I finanzieri, coordinati dal Procuratore regionale della Corte
dei conti calabrese, Maria Rachele Anita Aronica, a seguito di
una segnalazione dei finanzieri del Nucleo di Polizia
economico-finanziaria sulla base di un'istruttoria condotta dal
vice procuratore generale Giovanni Di Pietro, hanno contestato a
due dirigenti dell'Azienda sanitaria provinciale di Cosenza e al
direttore dei lavori, un danno erariale pari a poco meno di due
milioni di euro.
Nel 2011, infatti, l'Asp aveva richiesto e ottenuto
finanziamenti comunitari tratti dal Por Calabria/Fers 2007-2013
per la realizzazione di un impianto termodinamico a
concentrazione solare - Progetto "Prometeo" - che avrebbe dovuto
produrre energia termica ed elettrica per il presidio
ospedaliero di Cetraro.

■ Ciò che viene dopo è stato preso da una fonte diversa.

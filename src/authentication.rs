use crate::errors::RequestError;
use anyhow::{Context, Result};
use argon2::PasswordVerifier;
use argon2::{password_hash::SaltString, Argon2, PasswordHash};
use axum::extract::FromRequestParts;
use axum::http::request::Parts;
use serde::{Deserialize, Serialize};
use time::OffsetDateTime;

const JWT_EXPIRY_DURATION: time::Duration = time::Duration::days(90);

#[derive(Debug, Serialize, Deserialize)]
struct AuthClaim {
    id: i64,
    exp: i64,
}

/// Extractor for endpoints that require a valid `Authorization: Token <jwt>`
/// header. Rejects with 401 when the header is missing or the token is bad.
pub struct AuthUser {
    pub id: i64,
}

/// Extractor for optional-auth endpoints. A missing or invalid token both
/// resolve to an anonymous viewer rather than an error, so `favorited` and
/// `following` flags simply come back false.
pub struct MaybeUser(pub Option<AuthUser>);

impl MaybeUser {
    pub fn get_id(&self) -> Option<i64> {
        self.0.as_ref().map(|a| a.id)
    }
}

fn user_from_parts(parts: &Parts) -> Result<AuthUser, RequestError> {
    let header = parts
        .headers
        .get("Authorization")
        .ok_or(RequestError::NotAuthorized("Missing token"))?;
    let header = header
        .to_str()
        .map_err(|_| RequestError::NotAuthorized("Invalid token"))?;
    let token = header
        .strip_prefix("Token ")
        .ok_or(RequestError::NotAuthorized("Invalid token"))?;
    let id = verify_jwt_token(token)?;
    Ok(AuthUser { id })
}

#[axum::async_trait]
impl<S> FromRequestParts<S> for AuthUser
where
    S: Send + Sync + 'static,
{
    type Rejection = RequestError;
    async fn from_request_parts(
        parts: &mut Parts,
        _: &S,
    ) -> std::result::Result<Self, Self::Rejection> {
        user_from_parts(parts)
    }
}

#[axum::async_trait]
impl<S> FromRequestParts<S> for MaybeUser
where
    S: Send + Sync + 'static,
{
    type Rejection = RequestError;
    async fn from_request_parts(
        parts: &mut Parts,
        _: &S,
    ) -> std::result::Result<Self, Self::Rejection> {
        if parts.headers.get("Authorization").is_none() {
            return Ok(MaybeUser(None));
        }
        Ok(MaybeUser(user_from_parts(parts).ok()))
    }
}

pub fn get_jwt_token(id: i64) -> Result<String> {
    let jwt_secret = std::env::var("JWT_SECRET").context("Failed to get JWT_SECRET")?;
    let expiry_date = OffsetDateTime::now_utc() + JWT_EXPIRY_DURATION;
    let claim = AuthClaim {
        id,
        exp: expiry_date.unix_timestamp(),
    };

    jsonwebtoken::encode(
        &jsonwebtoken::Header::default(),
        &claim,
        &jsonwebtoken::EncodingKey::from_secret(jwt_secret.as_ref()),
    )
    .context("Failed to generate jwt token")
}

pub fn verify_jwt_token(token: &str) -> Result<i64, RequestError> {
    let jwt_secret = std::env::var("JWT_SECRET").map_err(|_| RequestError::ServerError)?;
    let token_data = jsonwebtoken::decode::<AuthClaim>(
        token,
        &jsonwebtoken::DecodingKey::from_secret(jwt_secret.as_ref()),
        &jsonwebtoken::Validation::default(),
    )
    .map_err(|e| {
        tracing::debug!("Error verifying token: {}", e);
        RequestError::NotAuthorized("Invalid token")
    })?;
    let claim = token_data.claims;
    if claim.exp < OffsetDateTime::now_utc().unix_timestamp() {
        return Err(RequestError::NotAuthorized("Token expired"));
    }
    Ok(claim.id)
}

pub async fn verify_password_argon2(password: String, hash: &str) -> Result<bool> {
    let hash = hash.to_owned();
    tokio::task::spawn_blocking(move || {
        let hash = PasswordHash::new(hash.as_str())
            .map_err(|_| anyhow::anyhow!("Failed to verify password"))?;
        Ok(Argon2::default()
            .verify_password(password.as_bytes(), &hash)
            .is_ok())
    })
    .await
    .context("Failed to verify password")?
}

pub async fn hash_password_argon2(password: String) -> Result<String> {
    tokio::task::spawn_blocking(move || {
        let salt = SaltString::generate(rand::thread_rng());
        let hash = PasswordHash::generate(Argon2::default(), password, salt.as_salt())
            .map_err(|_| anyhow::anyhow!("Failed to hash password"))?;
        Ok(hash.to_string())
    })
    .await
    .context("Failed to hash password")?
}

Inizialmente, il progetto prevedeva
l'installazione dell'opera sul tetto dell'edificio. In fase
realizzativa, tuttavia, venne disposta una variante progettuale
per posizionarlo su un terreno di circa 3 mila metri quadrati di
proprietà dell'Asp e adiacente all'ospedale. Per la
realizzazione dell'opera le necessarie autorizzazioni edilizie,
paesaggistiche e sismiche previste, non risultano mai essere
state richieste. Anche per questo, pertanto, nel 2017, il Gip di
Paola aveva disposto il sequestro preventivo dell'impianto e,
poco tempo dopo, anche il Comune di Cetraro aveva emesso
un'ordinanza di demolizione del manufatto, di fatto abusivo.
All'ordinanza si era opposta l'Asp che aveva presentato ricorso
al Tar, poi bocciato. A oggi, l'impianto non è stato demolito e
versa in stato di totale abbandono. I destinatari del
provvedimento hanno 45 giorni per controdedurre.